BinaxNOW Test Catches COVID-19 Infection in Many People, Study Shows

Earlier preliminary studies had raised questions about whether rapid antigen tests might be less sensitive to omicron than other variants
Binax Now test
Binax Now testBinaxNOW test Source: Abbott

WEDNESDAY, Jan. 12, 2022 (HealthDay News) -- Countering earlier concerns, a real-world study shows that a widely used at-home COVID-19 test called BinaxNOW is as effective at detecting omicron as other coronavirus variants.

The study of the Abbot rapid antigen test included more than 700 people who visited a walk-up testing site in San Francisco. The test detected 65 percent of infections caught by more sensitive polymerase chain reaction tests, but pinpointed 95 percent of people with the highest levels of the virus. Among those with high levels of the virus, the test identified 98 percent of those with symptoms and 90 percent of those without symptoms. The results are about the same as those found in real-world studies before omicron emerged, according to the researchers.

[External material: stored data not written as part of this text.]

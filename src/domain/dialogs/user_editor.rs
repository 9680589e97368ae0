use std::sync::Arc;
use async_trait::async_trait;
use serde::Serialize;

use crate::domain::dialogs::{DialogBackend, FormDraft, InvalidField};
use crate::domain::models::{role::{Role, RoleSet}, user::User};
use crate::domain::ports::UserDirectory;
use crate::error::AppError;

/// Draft behind the user editor. The role control is single-selection.
#[derive(Debug, Clone, Default, PartialEq, Serialize)]
pub struct UserDraft {
    pub first_name: String,
    pub middle_name: String,
    pub last_name: String,
    pub email: String,
    pub username: String,
    pub phone_number: String,
    pub house_number: String,
    pub street: String,
    pub city: String,
    pub state: String,
    pub postal_code: String,
    pub role: Option<Role>,
    #[serde(skip_serializing)]
    pub password: String,
}

pub(crate) fn or_empty(value: &Option<String>) -> String {
    value.clone().unwrap_or_default()
}

pub(crate) fn non_empty(value: &str) -> Option<String> {
    if value.is_empty() {
        None
    } else {
        Some(value.to_string())
    }
}

impl FormDraft for UserDraft {
    type Entity = User;

    const LABEL: &'static str = "User";

    fn from_entity(user: &User) -> Self {
        Self {
            first_name: user.first_name.clone(),
            middle_name: or_empty(&user.middle_name),
            last_name: user.last_name.clone(),
            email: user.email.clone(),
            username: user.username.clone(),
            phone_number: or_empty(&user.phone_number),
            house_number: or_empty(&user.house_number),
            street: or_empty(&user.street),
            city: or_empty(&user.city),
            state: or_empty(&user.state),
            postal_code: or_empty(&user.postal_code),
            role: Some(user.roles.first()),
            password: String::new(),
        }
    }

    fn missing_required(&self) -> Vec<&'static str> {
        let mut missing = Vec::new();
        if self.first_name.is_empty() {
            missing.push("first_name");
        }
        if self.last_name.is_empty() {
            missing.push("last_name");
        }
        if self.email.is_empty() {
            missing.push("email");
        }
        if self.username.is_empty() {
            missing.push("username");
        }
        if self.role.is_none() {
            missing.push("role");
        }
        if self.phone_number.is_empty() {
            missing.push("phone_number");
        }
        missing
    }

    fn apply_to(&self, user: &mut User) -> Result<(), InvalidField> {
        let role = self.role.ok_or_else(|| InvalidField {
            field: "role",
            reason: "a role must be selected".into(),
        })?;

        user.first_name = self.first_name.clone();
        user.middle_name = non_empty(&self.middle_name);
        user.last_name = self.last_name.clone();
        user.email = self.email.clone();
        user.username = self.username.clone();
        user.phone_number = non_empty(&self.phone_number);
        user.street = non_empty(&self.street);
        user.city = non_empty(&self.city);
        user.state = non_empty(&self.state);
        user.postal_code = non_empty(&self.postal_code);
        user.house_number = non_empty(&self.house_number);
        user.roles = RoleSet::single(role);
        Ok(())
    }
}

/// Routes the user editor's persistence through the directory. The draft
/// password is forwarded as entered, empty included.
pub struct UserEditor {
    directory: Arc<dyn UserDirectory>,
    acting_user_id: Option<String>,
}

impl UserEditor {
    pub fn new(directory: Arc<dyn UserDirectory>) -> Self {
        Self { directory, acting_user_id: None }
    }

    /// Refuses deletion of the account `user_id` is signed in as.
    pub fn acting_as(mut self, user_id: impl Into<String>) -> Self {
        self.acting_user_id = Some(user_id.into());
        self
    }
}

#[async_trait]
impl DialogBackend<UserDraft> for UserEditor {
    async fn persist(&self, user: &User, draft: &UserDraft) -> Result<(), AppError> {
        self.directory.update_user_with_password(user, &draft.password).await
    }

    async fn remove(&self, user: &User) -> Result<(), AppError> {
        if self.acting_user_id.as_deref() == Some(user.id.as_str()) {
            return Err(AppError::Conflict("Cannot delete yourself".into()));
        }
        self.directory.delete_user(&user.id).await
    }
}

#[cfg(test)]
mod tests {
    use super::*;
    use crate::domain::dialogs::{DialogError, DialogState, EditDialog};
    use crate::domain::models::notification::NotificationVariant;
    use std::sync::atomic::{AtomicUsize, Ordering};
    use std::sync::Mutex;

    #[derive(Default)]
    struct MockDirectory {
        updates: Mutex<Vec<(User, String)>>,
        deletes: Mutex<Vec<String>>,
        fail_update: Option<String>,
        fail_delete: Option<String>,
    }

    #[async_trait]
    impl UserDirectory for MockDirectory {
        async fn find_by_username(&self, _username: &str) -> Result<Option<User>, AppError> {
            Ok(None)
        }

        async fn find_by_id(&self, _id: &str) -> Result<Option<User>, AppError> {
            Ok(None)
        }

        async fn list_users(&self) -> Result<Vec<User>, AppError> {
            Ok(Vec::new())
        }

        async fn create_user(&self, user: User, _password: &str) -> Result<User, AppError> {
            Ok(user)
        }

        async fn update_user_with_password(&self, user: &User, new_password: &str) -> Result<(), AppError> {
            if let Some(msg) = &self.fail_update {
                return Err(AppError::Conflict(msg.clone()));
            }
            self.updates.lock().unwrap().push((user.clone(), new_password.to_string()));
            Ok(())
        }

        async fn delete_user(&self, id: &str) -> Result<(), AppError> {
            if let Some(msg) = &self.fail_delete {
                return Err(AppError::Conflict(msg.clone()));
            }
            self.deletes.lock().unwrap().push(id.to_string());
            Ok(())
        }
    }

    fn sample_user() -> User {
        let mut user = User::new(
            "Ada".into(),
            "Obi".into(),
            "ada@example.com".into(),
            "ada".into(),
            Role::Agent,
            "$argon2id$stub".into(),
        );
        user.phone_number = Some("08030000000".into());
        user.city = Some("Abuja".into());
        user
    }

    fn open_dialog(directory: Arc<MockDirectory>, user: &User) -> (EditDialog<UserDraft>, Arc<AtomicUsize>) {
        let calls = Arc::new(AtomicUsize::new(0));
        let counter = calls.clone();
        let dialog = EditDialog::open(Arc::new(UserEditor::new(directory)), user, move || {
            counter.fetch_add(1, Ordering::SeqCst);
        });
        (dialog, calls)
    }

    #[test]
    fn test_open_populates_absent_fields_with_empty_string() {
        let user = sample_user();
        let draft = UserDraft::from_entity(&user);
        assert_eq!(draft.middle_name, "");
        assert_eq!(draft.street, "");
        assert_eq!(draft.city, "Abuja");
        assert_eq!(draft.role, Some(Role::Agent));
        assert_eq!(draft.password, "");
        assert!(!format!("{:?}", draft).contains("null"));
    }

    #[tokio::test]
    async fn test_save_with_missing_first_name_keeps_dialog_open() {
        let directory = Arc::new(MockDirectory::default());
        let user = sample_user();
        let (mut dialog, calls) = open_dialog(directory.clone(), &user);
        dialog.draft_mut().first_name.clear();
        dialog.draft_mut().street = "Main Street".into();

        let result = dialog.save().await;

        assert!(matches!(result, Err(DialogError::MissingFields(ref f)) if f == &vec!["first_name"]));
        assert_eq!(dialog.state(), DialogState::Open);
        assert_eq!(dialog.draft().street, "Main Street");
        assert_eq!(dialog.entity(), &user);
        assert!(directory.updates.lock().unwrap().is_empty());
        assert_eq!(calls.load(Ordering::SeqCst), 0);
        assert_eq!(dialog.notifications()[0].variant, NotificationVariant::Error);
    }

    #[tokio::test]
    async fn test_save_without_role_is_rejected() {
        let directory = Arc::new(MockDirectory::default());
        let (mut dialog, _) = open_dialog(directory.clone(), &sample_user());
        dialog.draft_mut().role = None;
        dialog.draft_mut().phone_number.clear();

        match dialog.save().await {
            Err(DialogError::MissingFields(fields)) => assert_eq!(fields, vec!["role", "phone_number"]),
            other => panic!("expected missing fields, got {:?}", other),
        }
        assert!(dialog.is_open());
        assert!(directory.updates.lock().unwrap().is_empty());
    }

    #[tokio::test]
    async fn test_save_merges_draft_and_completes_once() {
        let directory = Arc::new(MockDirectory::default());
        let user = sample_user();
        let (mut dialog, calls) = open_dialog(directory.clone(), &user);
        {
            let draft = dialog.draft_mut();
            draft.middle_name = "Grace".into();
            draft.city = String::new();
            draft.role = Some(Role::Manager);
            draft.password = "n3w-secret".into();
        }

        dialog.save().await.unwrap();

        let updates = directory.updates.lock().unwrap();
        assert_eq!(updates.len(), 1);
        let (saved, password) = &updates[0];
        assert_eq!(saved.id, user.id);
        assert_eq!(saved.middle_name.as_deref(), Some("Grace"));
        assert_eq!(saved.city, None);
        assert_eq!(saved.roles, RoleSet::single(Role::Manager));
        assert_eq!(password, "n3w-secret");

        assert_eq!(dialog.state(), DialogState::Closed);
        assert_eq!(calls.load(Ordering::SeqCst), 1);
        assert_eq!(dialog.notifications()[0].message, "User updated successfully");
    }

    #[tokio::test]
    async fn test_empty_password_is_forwarded() {
        let directory = Arc::new(MockDirectory::default());
        let (mut dialog, _) = open_dialog(directory.clone(), &sample_user());

        dialog.save().await.unwrap();

        assert_eq!(directory.updates.lock().unwrap()[0].1, "");
    }

    #[tokio::test]
    async fn test_save_failure_surfaces_message_and_stays_open() {
        let directory = Arc::new(MockDirectory {
            fail_update: Some("Username already exists".into()),
            ..Default::default()
        });
        let (mut dialog, calls) = open_dialog(directory, &sample_user());

        let result = dialog.save().await;

        assert!(matches!(result, Err(DialogError::Persistence(_))));
        assert!(dialog.is_open());
        assert_eq!(calls.load(Ordering::SeqCst), 0);
        assert_eq!(
            dialog.notifications()[0].message,
            "Unable to update user: Username already exists"
        );
    }

    #[tokio::test]
    async fn test_delete_success_closes_and_completes() {
        let directory = Arc::new(MockDirectory::default());
        let user = sample_user();
        let (mut dialog, calls) = open_dialog(directory.clone(), &user);

        dialog.delete().await.unwrap();

        assert_eq!(*directory.deletes.lock().unwrap(), vec![user.id.clone()]);
        assert!(!dialog.is_open());
        assert_eq!(calls.load(Ordering::SeqCst), 1);
    }

    #[tokio::test]
    async fn test_rejected_delete_keeps_dialog_open() {
        let directory = Arc::new(MockDirectory {
            fail_delete: Some("Record is still referenced by other records".into()),
            ..Default::default()
        });
        let (mut dialog, calls) = open_dialog(directory, &sample_user());

        assert!(dialog.delete().await.is_err());

        assert!(dialog.is_open());
        assert_eq!(calls.load(Ordering::SeqCst), 0);
        let note = &dialog.notifications()[0];
        assert!(note.is_error());
        assert!(note.message.contains("Record is still referenced by other records"));
    }

    #[tokio::test]
    async fn test_discard_closes_without_callback() {
        let directory = Arc::new(MockDirectory::default());
        let (mut dialog, calls) = open_dialog(directory.clone(), &sample_user());
        dialog.draft_mut().first_name = "Changed".into();

        dialog.discard();

        assert_eq!(dialog.state(), DialogState::Closed);
        assert_eq!(calls.load(Ordering::SeqCst), 0);
        assert!(directory.updates.lock().unwrap().is_empty());
        assert_eq!(dialog.entity().first_name, "Ada");
    }

    #[tokio::test]
    async fn test_cannot_delete_own_account() {
        let directory = Arc::new(MockDirectory::default());
        let user = sample_user();
        let editor = UserEditor::new(directory.clone()).acting_as(user.id.clone());
        let mut dialog = EditDialog::open(Arc::new(editor), &user, || {});

        assert!(dialog.delete().await.is_err());

        assert!(dialog.is_open());
        assert!(directory.deletes.lock().unwrap().is_empty());
        assert_eq!(dialog.notifications()[0].message, "Unable to delete user: Cannot delete yourself");
    }
}
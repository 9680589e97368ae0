pub mod dialogs;
pub mod models;
pub mod ports;
pub mod services;
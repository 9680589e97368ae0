//! Role-gated navigation.
//!
//! The drawer is driven by a declarative table: each [`Destination`] names
//! the roles allowed to see it, and a principal sees a destination when it
//! holds at least one of them. Declaration order is display order.

use std::collections::BTreeSet;
use serde::Serialize;
use crate::domain::models::role::Role;

#[derive(Debug, Clone, PartialEq, Eq, Serialize)]
pub struct Destination {
    pub label: &'static str,
    pub icon: &'static str,
    pub route: &'static str,
    #[serde(skip)]
    pub allowed: &'static [Role],
}

impl Destination {
    pub fn permits(&self, authorities: &BTreeSet<String>) -> bool {
        self.allowed.iter().any(|r| authorities.contains(r.authority()))
    }
}

const EVERYONE: &[Role] = &Role::ALL;

pub const DEFAULT_DESTINATIONS: &[Destination] = &[
    Destination {
        label: "Dashboard",
        icon: "dashboard",
        route: "/dashboard",
        allowed: EVERYONE,
    },
    Destination {
        label: "Location",
        icon: "location-arrow",
        route: "/location",
        allowed: &[Role::Admin, Role::Manager],
    },
    Destination {
        label: "Users",
        icon: "users",
        route: "/users",
        allowed: &[Role::Admin, Role::Manager, Role::ItSupport],
    },
    Destination {
        label: "Properties",
        icon: "workplace",
        route: "/properties",
        allowed: &[Role::Admin, Role::Manager, Role::Agent, Role::Client],
    },
    Destination {
        label: "Finances",
        icon: "bar-chart",
        route: "/finances",
        allowed: &[Role::Admin, Role::Manager, Role::Accountant, Role::Client],
    },
    Destination {
        label: "Support",
        icon: "headset",
        route: "/support",
        allowed: EVERYONE,
    },
    Destination {
        label: "Logs",
        icon: "clipboard-text",
        route: "/logs",
        allowed: &[Role::Admin, Role::Manager, Role::ItSupport],
    },
];

#[derive(Debug, Clone)]
pub struct NavigationPolicy {
    destinations: Vec<Destination>,
}

impl Default for NavigationPolicy {
    fn default() -> Self {
        Self::new(DEFAULT_DESTINATIONS.to_vec())
    }
}

impl NavigationPolicy {
    pub fn new(destinations: Vec<Destination>) -> Self {
        Self { destinations }
    }

    /// Destinations visible to a principal holding `authorities`, in
    /// declaration order.
    pub fn visible(&self, authorities: &BTreeSet<String>) -> Vec<&Destination> {
        self.destinations
            .iter()
            .filter(|d| d.permits(authorities))
            .collect()
    }

    /// Whether `route` may be opened. Routes outside the table are not
    /// gated here.
    pub fn permits(&self, route: &str, authorities: &BTreeSet<String>) -> bool {
        self.destinations
            .iter()
            .find(|d| d.route == route)
            .map(|d| d.permits(authorities))
            .unwrap_or(true)
    }
}

#[cfg(test)]
mod tests {
    use super::*;

    fn authorities(roles: &[Role]) -> BTreeSet<String> {
        roles.iter().map(|r| r.authority().to_string()).collect()
    }

    fn labels(policy: &NavigationPolicy, roles: &[Role]) -> Vec<&'static str> {
        policy.visible(&authorities(roles)).iter().map(|d| d.label).collect()
    }

    #[test]
    fn test_empty_role_set_sees_nothing() {
        let policy = NavigationPolicy::default();
        assert!(policy.visible(&BTreeSet::new()).is_empty());

        let unknown: BTreeSet<String> = ["ROLE_JANITOR".to_string()].into();
        assert!(policy.visible(&unknown).is_empty());
    }

    #[test]
    fn test_admin_sees_everything_in_declared_order() {
        let policy = NavigationPolicy::default();
        assert_eq!(
            labels(&policy, &[Role::Admin]),
            vec!["Dashboard", "Location", "Users", "Properties", "Finances", "Support", "Logs"]
        );
    }

    #[test]
    fn test_single_role_tables() {
        let policy = NavigationPolicy::default();
        assert_eq!(labels(&policy, &[Role::Agent]), vec!["Dashboard", "Properties", "Support"]);
        assert_eq!(labels(&policy, &[Role::Accountant]), vec!["Dashboard", "Finances", "Support"]);
        assert_eq!(labels(&policy, &[Role::Cro]), vec!["Dashboard", "Support"]);
        assert_eq!(labels(&policy, &[Role::Client]), vec!["Dashboard", "Properties", "Finances", "Support"]);
        assert_eq!(labels(&policy, &[Role::ItSupport]), vec!["Dashboard", "Users", "Support", "Logs"]);
    }

    #[test]
    fn test_union_of_roles_matches_set_definition() {
        let policy = NavigationPolicy::default();
        let mut roles: Vec<Role> = Vec::new();
        // Every subset of the seven roles.
        for mask in 0u32..(1 << Role::ALL.len()) {
            roles.clear();
            for (i, role) in Role::ALL.iter().enumerate() {
                if mask & (1 << i) != 0 {
                    roles.push(*role);
                }
            }
            let held = authorities(&roles);
            let expected: Vec<&str> = DEFAULT_DESTINATIONS
                .iter()
                .filter(|d| d.allowed.iter().any(|r| roles.contains(r)))
                .map(|d| d.route)
                .collect();
            let actual: Vec<&str> = policy.visible(&held).iter().map(|d| d.route).collect();
            assert_eq!(actual, expected, "mask {:#b}", mask);
        }
    }

    #[test]
    fn test_route_gating() {
        let policy = NavigationPolicy::default();
        let agent = authorities(&[Role::Agent]);
        assert!(policy.permits("/properties", &agent));
        assert!(!policy.permits("/users", &agent));
        assert!(policy.permits("/profile", &agent));
    }

    #[test]
    fn test_custom_table_is_declarative() {
        let policy = NavigationPolicy::new(vec![
            Destination { label: "Reports", icon: "chart", route: "/reports", allowed: &[Role::Cro] },
        ]);
        assert_eq!(labels(&policy, &[Role::Cro]), vec!["Reports"]);
        assert!(labels(&policy, &[Role::Admin]).is_empty());
    }
}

The test is "working as it was designed," study author Joseph DeRisi, Ph.D., a biochemist at the University of California, San Francisco, told The New York Times. "There does not seem to be any performance deficit with omicron."

Some earlier preliminary studies had raised questions about whether rapid antigen tests might be less sensitive to omicron than other variants. Scientists are still trying to determine how well at-home tests work for omicron, Janet Woodcock, M.D., acting commissioner of the U.S. Food and Drug Administration, said Tuesday during a Senate hearing on the federal COVID-19 response, The Times reported. "We believe all of them detect omicron," she said. "We simply feel they are somewhat less sensitive than they were to some of the previous variants."

But the new research, done with nasal swabs, does not address how early in an infection the rapid tests can spot the variant or whether they would perform better with saliva samples. Also, the BinaxNOW results cannot be extrapolated to other rapid tests, which must be evaluated individually, the researchers noted.

The study was posted on a preprint server online and has not been published in a peer-reviewed journal.